Despertar siempre conlleva una misión. Nos cuentan que nos dan el privilegio de despertarnos para que cumplamos con nuestra obligación y ejecutemos la misión de la manera más impecable posible.
Termino rápidamente de comer, me tomo mis pastillas y me voy al vestuario. Antes me paso por las duchas, allí me encuentro a mis compañeros. Están Ana, Carmen y un chico joven y musculoso que no conozco. Ana y yo ya hemos trabajado juntos en alguna misión de ingeniería y empiezo a fantasear con la idea de que nos hayan despertado a los dos para otra misión conjunta. Me encanta trabajar con Ana, es eficiente y tienen buen carácter.
—¡Ana! —me acerco corriendo y la abrazo sin saber bien porque, luego me doy cuenta que los dos estamos desnudos y la suelto totalmente avergonzado.

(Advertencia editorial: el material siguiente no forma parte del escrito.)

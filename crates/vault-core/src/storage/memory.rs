//! In-memory storage backend

use async_trait::async_trait;
use std::collections::BTreeMap;
use tokio::sync::RwLock;

use super::RecordStore;
use crate::error::Result;

#[derive(Debug, Default)]
pub struct MemoryStorage {
    entries: RwLock<BTreeMap<String, Vec<u8>>>,
}

impl MemoryStorage {
    pub fn new() -> Self {
        Self::default()
    }
}

#[async_trait]
impl RecordStore for MemoryStorage {
    async fn store(&self, key: &str, value: &[u8]) -> Result<()> {
        self.entries
            .write()
            .await
            .insert(key.to_string(), value.to_vec());
        Ok(())
    }

    async fn retrieve(&self, key: &str) -> Result<Option<Vec<u8>>> {
        Ok(self.entries.read().await.get(key).cloned())
    }

    async fn delete(&self, key: &str) -> Result<bool> {
        Ok(self.entries.write().await.remove(key).is_some())
    }

    async fn list_keys(&self, prefix: &str) -> Result<Vec<String>> {
        let entries = self.entries.read().await;
        Ok(entries
            .range(prefix.to_string()..)
            .take_while(|(k, _)| k.starts_with(prefix))
            .map(|(k, _)| k.clone())
            .collect())
    }

    fn backend_name(&self) -> &'static str {
        "In-Memory Storage"
    }
}
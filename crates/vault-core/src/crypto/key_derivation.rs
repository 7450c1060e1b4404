//! Argon2id stretching of the configured vault passphrase

use argon2::{Algorithm, Argon2, Params, Version};
use rand::{rngs::OsRng, RngCore};
use serde::{Deserialize, Serialize};
use zeroize::Zeroize;

use super::MasterKey;
use crate::error::{Result, VaultError};

const SALT_LEN: usize = 16;

/// Argon2id cost parameters
#[derive(Debug, Clone, Copy, PartialEq, Eq, Serialize, Deserialize)]
#[serde(rename_all = "camelCase")]
pub struct KeyDerivationParams {
    /// Memory cost in KiB
    pub memory_cost: u32,
    /// Iterations
    pub time_cost: u32,
    pub parallelism: u32,
}

impl Default for KeyDerivationParams {
    fn default() -> Self {
        Self {
            memory_cost: 65536, // 64 MB
            time_cost: 3,
            parallelism: 4,
        }
    }
}

/// Generate a random salt, hex encoded
pub fn generate_salt() -> String {
    let mut salt = [0u8; SALT_LEN];
    OsRng.fill_bytes(&mut salt);
    hex::encode(salt)
}

/// Derive the 256-bit vault key from a passphrase and a hex salt
pub fn derive_key(
    passphrase: &str,
    salt_hex: &str,
    params: &KeyDerivationParams,
) -> Result<MasterKey> {
    let salt = hex::decode(salt_hex.trim())
        .map_err(|e| VaultError::KeyDerivationError(format!("Invalid salt: {}", e)))?;

    let argon2_params = Params::new(
        params.memory_cost,
        params.time_cost,
        params.parallelism,
        Some(32),
    )
    .map_err(|e| VaultError::KeyDerivationError(e.to_string()))?;

    let argon2 = Argon2::new(Algorithm::Argon2id, Version::V0x13, argon2_params);

    let mut output = [0u8; 32];
    argon2
        .hash_password_into(passphrase.as_bytes(), &salt, &mut output)
        .map_err(|e| VaultError::KeyDerivationError(e.to_string()))?;

    let key = MasterKey::new(output);
    output.zeroize();
    Ok(key)
}
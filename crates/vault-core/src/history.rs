//! Log of generated passwords
//!
//! Entries are immutable once written. The password is stored as cipher
//! output, the same as a credential's.

use chrono::{DateTime, Utc};
use serde::{Deserialize, Serialize};
use std::sync::Arc;
use tracing::debug;
use uuid::Uuid;

use crate::crypto::{CredentialCipher, SecretString};
use crate::error::Result;
use crate::password::{score, StrengthLabel};
use crate::storage::RecordStore;

const HISTORY_PREFIX: &str = "history:";

#[derive(Debug, Clone, PartialEq, Eq, Serialize, Deserialize)]
pub struct HistoryEntry {
    pub id: Uuid,
    pub owner_id: Uuid,
    pub encrypted_password: String,
    pub strength: u8,
    pub created_at: DateTime<Utc>,
}

impl HistoryEntry {
    pub fn label(&self) -> StrengthLabel {
        StrengthLabel::from_score(self.strength)
    }
}

pub struct PasswordHistory {
    storage: Arc<dyn RecordStore>,
    cipher: Arc<CredentialCipher>,
}

impl PasswordHistory {
    pub fn new(storage: Arc<dyn RecordStore>, cipher: Arc<CredentialCipher>) -> Self {
        Self { storage, cipher }
    }

    /// Score and record a generated password
    pub async fn record(&self, owner_id: Uuid, password: &str) -> Result<HistoryEntry> {
        let entry = HistoryEntry {
            id: Uuid::new_v4(),
            owner_id,
            encrypted_password: self.cipher.encrypt(password)?,
            strength: score(password),
            created_at: Utc::now(),
        };

        let key = format!("{}{}:{}", HISTORY_PREFIX, owner_id, entry.id);
        self.storage.store(&key, &serde_json::to_vec(&entry)?).await?;

        debug!("Recorded history entry {} (strength {})", entry.id, entry.strength);
        Ok(entry)
    }

    /// The owner's most recent entries, newest first
    pub async fn recent(&self, owner_id: Uuid, limit: usize) -> Result<Vec<HistoryEntry>> {
        let keys = self
            .storage
            .list_keys(&format!("{}{}:", HISTORY_PREFIX, owner_id))
            .await?;

        let mut entries = Vec::with_capacity(keys.len());
        for key in keys {
            if let Some(data) = self.storage.retrieve(&key).await? {
                entries.push(serde_json::from_slice::<HistoryEntry>(&data)?);
            }
        }

        entries.sort_by(|a, b| b.created_at.cmp(&a.created_at));
        entries.truncate(limit);
        Ok(entries)
    }

    pub fn reveal(&self, entry: &HistoryEntry) -> Result<SecretString> {
        self.cipher
            .decrypt(&entry.encrypted_password)
            .map(SecretString::new)
    }
}

#[cfg(test)]
mod tests {
    use super::*;
    use crate::crypto::MasterKey;
    use crate::storage::MemoryStorage;

    fn history() -> PasswordHistory {
        PasswordHistory::new(
            Arc::new(MemoryStorage::new()),
            Arc::new(CredentialCipher::new(MasterKey::new([3u8; 32]))),
        )
    }

    #[tokio::test]
    async fn test_record_scores_and_encrypts() {
        let history = history();
        let owner = Uuid::new_v4();

        let entry = history.record(owner, "Abcdefgh12!@").await.unwrap();
        assert_eq!(entry.strength, 90);
        assert_eq!(entry.label(), StrengthLabel::Excellent);
        assert_ne!(entry.encrypted_password, "Abcdefgh12!@");
        assert_eq!(history.reveal(&entry).unwrap().expose(), "Abcdefgh12!@");
    }

    #[tokio::test]
    async fn test_recent_is_limited_newest_first_and_scoped() {
        let history = history();
        let owner = Uuid::new_v4();
        let other = Uuid::new_v4();

        for i in 0..5 {
            history.record(owner, &format!("password-{}", i)).await.unwrap();
            tokio::time::sleep(std::time::Duration::from_millis(2)).await;
        }
        history.record(other, "not-yours").await.unwrap();

        let recent = history.recent(owner, 3).await.unwrap();
        assert_eq!(recent.len(), 3);
        assert!(recent.iter().all(|e| e.owner_id == owner));
        assert_eq!(history.reveal(&recent[0]).unwrap().expose(), "password-4");
        assert!(recent[0].created_at >= recent[1].created_at);
    }
}
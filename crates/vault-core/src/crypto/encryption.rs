//! AES-256-GCM authenticated encryption
//!
//! Stored format: `{iv_hex}:{auth_tag_hex}:{ciphertext_hex}`. The plaintext
//! may be empty, in which case the last segment is empty too.

use aes_gcm::{
    aead::{Aead, KeyInit},
    Aes256Gcm, Nonce,
};
use rand::{rngs::OsRng, RngCore};

use super::MasterKey;
use crate::error::{Result, VaultError};

const IV_LEN: usize = 12;
const TAG_LEN: usize = 16;

/// A single encrypted value split into its parts
#[derive(Debug, Clone, PartialEq, Eq)]
pub struct EncryptedData {
    pub iv: [u8; IV_LEN],
    pub auth_tag: [u8; TAG_LEN],
    pub ciphertext: Vec<u8>,
}

impl std::fmt::Display for EncryptedData {
    fn fmt(&self, f: &mut std::fmt::Formatter<'_>) -> std::fmt::Result {
        write!(
            f,
            "{}:{}:{}",
            hex::encode(self.iv),
            hex::encode(self.auth_tag),
            hex::encode(&self.ciphertext)
        )
    }
}

impl std::str::FromStr for EncryptedData {
    type Err = VaultError;

    fn from_str(s: &str) -> Result<Self> {
        let mut parts = s.split(':');
        let (Some(iv_hex), Some(tag_hex), Some(ct_hex), None) =
            (parts.next(), parts.next(), parts.next(), parts.next())
        else {
            return Err(VaultError::DecryptionError(
                "expected iv:tag:ciphertext".to_string(),
            ));
        };

        let iv = decode_fixed::<IV_LEN>(iv_hex, "IV")?;
        let auth_tag = decode_fixed::<TAG_LEN>(tag_hex, "auth tag")?;
        let ciphertext = hex::decode(ct_hex)
            .map_err(|e| VaultError::DecryptionError(format!("invalid ciphertext hex: {}", e)))?;

        Ok(Self {
            iv,
            auth_tag,
            ciphertext,
        })
    }
}

fn decode_fixed<const N: usize>(segment: &str, what: &str) -> Result<[u8; N]> {
    let bytes = hex::decode(segment)
        .map_err(|e| VaultError::DecryptionError(format!("invalid {} hex: {}", what, e)))?;

    bytes.as_slice().try_into().map_err(|_| {
        VaultError::DecryptionError(format!(
            "invalid {} length: expected {}, got {}",
            what,
            N,
            bytes.len()
        ))
    })
}

/// Encrypt `plaintext` under `key` with a fresh random IV
pub fn encrypt(plaintext: &[u8], key: &MasterKey) -> Result<EncryptedData> {
    let cipher = Aes256Gcm::new_from_slice(key.as_bytes())
        .map_err(|e| VaultError::EncryptionError(e.to_string()))?;

    let mut iv = [0u8; IV_LEN];
    OsRng.fill_bytes(&mut iv);

    // aes-gcm appends the tag to the ciphertext
    let mut sealed = cipher
        .encrypt(Nonce::from_slice(&iv), plaintext)
        .map_err(|e| VaultError::EncryptionError(e.to_string()))?;

    if sealed.len() < TAG_LEN {
        return Err(VaultError::EncryptionError(
            "ciphertext shorter than auth tag".to_string(),
        ));
    }

    let tag = sealed.split_off(sealed.len() - TAG_LEN);
    let mut auth_tag = [0u8; TAG_LEN];
    auth_tag.copy_from_slice(&tag);

    Ok(EncryptedData {
        iv,
        auth_tag,
        ciphertext: sealed,
    })
}

/// Decrypt and authenticate `encrypted` under `key`
///
/// A tag mismatch is reported as [`VaultError::AuthenticationFailed`]; GCM
/// cannot tell a wrong key apart from a modified ciphertext.
pub fn decrypt(encrypted: &EncryptedData, key: &MasterKey) -> Result<Vec<u8>> {
    let cipher = Aes256Gcm::new_from_slice(key.as_bytes())
        .map_err(|e| VaultError::DecryptionError(e.to_string()))?;

    let mut sealed = Vec::with_capacity(encrypted.ciphertext.len() + TAG_LEN);
    sealed.extend_from_slice(&encrypted.ciphertext);
    sealed.extend_from_slice(&encrypted.auth_tag);

    cipher
        .decrypt(Nonce::from_slice(&encrypted.iv), sealed.as_slice())
        .map_err(|_| VaultError::AuthenticationFailed)
}

#[cfg(test)]
mod tests {
    use super::*;

    fn key(byte: u8) -> MasterKey {
        MasterKey::new([byte; 32])
    }

    #[test]
    fn test_encrypt_decrypt_roundtrip() {
        let key = key(7);
        let encrypted = encrypt(b"hunter2", &key).unwrap();
        assert_eq!(decrypt(&encrypted, &key).unwrap(), b"hunter2");
    }

    #[test]
    fn test_empty_plaintext_serializes_with_empty_segment() {
        let key = key(7);
        let encrypted = encrypt(b"", &key).unwrap();
        assert!(encrypted.ciphertext.is_empty());

        let serialized = encrypted.to_string();
        assert!(serialized.ends_with(':'));

        let parsed: EncryptedData = serialized.parse().unwrap();
        assert_eq!(parsed, encrypted);
        assert!(decrypt(&parsed, &key).unwrap().is_empty());
    }

    #[test]
    fn test_fresh_iv_per_call() {
        let key = key(7);
        let a = encrypt(b"same", &key).unwrap();
        let b = encrypt(b"same", &key).unwrap();
        assert_ne!(a.iv, b.iv);
        assert_ne!(a.to_string(), b.to_string());
    }

    #[test]
    fn test_wrong_key_is_authentication_failure() {
        let encrypted = encrypt(b"secret", &key(1)).unwrap();
        let result = decrypt(&encrypted, &key(2));
        assert!(matches!(result, Err(VaultError::AuthenticationFailed)));
    }

    #[test]
    fn test_tampered_tag_is_authentication_failure() {
        let key = key(3);
        let mut encrypted = encrypt(b"secret", &key).unwrap();
        encrypted.auth_tag[0] ^= 0xFF;
        assert!(matches!(
            decrypt(&encrypted, &key),
            Err(VaultError::AuthenticationFailed)
        ));
    }

    #[test]
    fn test_malformed_strings_are_decryption_errors() {
        for bad in [
            "",
            "invalid",
            "a:b",
            "a:b:c:d",
            "zz:zz:zz",
            "00:00000000000000000000000000000000:",
        ] {
            let result = bad.parse::<EncryptedData>();
            assert!(
                matches!(result, Err(VaultError::DecryptionError(_))),
                "{:?} should be malformed",
                bad
            );
        }
    }
}
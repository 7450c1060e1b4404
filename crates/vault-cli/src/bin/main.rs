//! ArkVault CLI
//!
//! Logs go to stderr so that `--json` output on stdout stays machine-readable.
//! Set `RUST_LOG=debug` for more detail.

use clap::Parser;
use vault_cli::{run, Cli};

#[tokio::main]
async fn main() -> anyhow::Result<()> {
    let cli = Cli::parse();

    tracing_subscriber::fmt()
        .with_env_filter(
            tracing_subscriber::EnvFilter::from_default_env()
                .add_directive(tracing::Level::INFO.into()),
        )
        .with_writer(std::io::stderr)
        .init();

    let mut stdout = std::io::stdout().lock();
    run(cli, &mut stdout).await
}
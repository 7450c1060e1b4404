//! Cryptographic primitives for stored password values
//!
//! This module provides:
//! - AES-256-GCM authenticated encryption in a text-safe format
//! - Argon2id stretching of the configured vault passphrase
//! - `CredentialCipher`, the service object other modules encrypt through
//! - Zeroize-on-drop key and secret wrappers

mod cipher;
mod encryption;
mod key_derivation;
mod secure_memory;

pub use cipher::CredentialCipher;
pub use encryption::{decrypt, encrypt, EncryptedData};
pub use key_derivation::{derive_key, generate_salt, KeyDerivationParams};
pub use secure_memory::{MasterKey, SecretString};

—Marcus, que alegría volver a coincidir contigo. —dice Ana, volviendo a abrazarme rápidamente— Venga, vamos a quitarnos el olor a éxtasis —abre la ducha al máximo; yo hago lo mismo en la ducha de al lado y empiezo a frotarme concienzudamente.
—Creo que ya estamos decentes –digo después de un buen rato.
—Sí, veamos como ha cambiado la moda —apaga la ducha y sale corriendo. Yo no puedo dejar de mirarla a pesar de que algo me indica que no debo hacerlo. Nos secamos y vamos hacia las taquillas—
—¡Mierda! Otra vez de moda los trajes —exclamo al abrir la taquilla y encontrarme con un traje negro.
—A ti al menos te queda bien el negro; yo parezco un cuervo —resopla Ana al encontrase ella también un traje negro.
—Equipo postéxtasis, por favor diríjanse sin demora a la sala de reuniones —retumba en la megafonía.
En la sala de reuniones nos encontramos a Carmen y al chico musculoso, vestidos con uniformes de seguridad. En la gran pantalla de la pared, el logo de la empresa dibuja figuras imposibles.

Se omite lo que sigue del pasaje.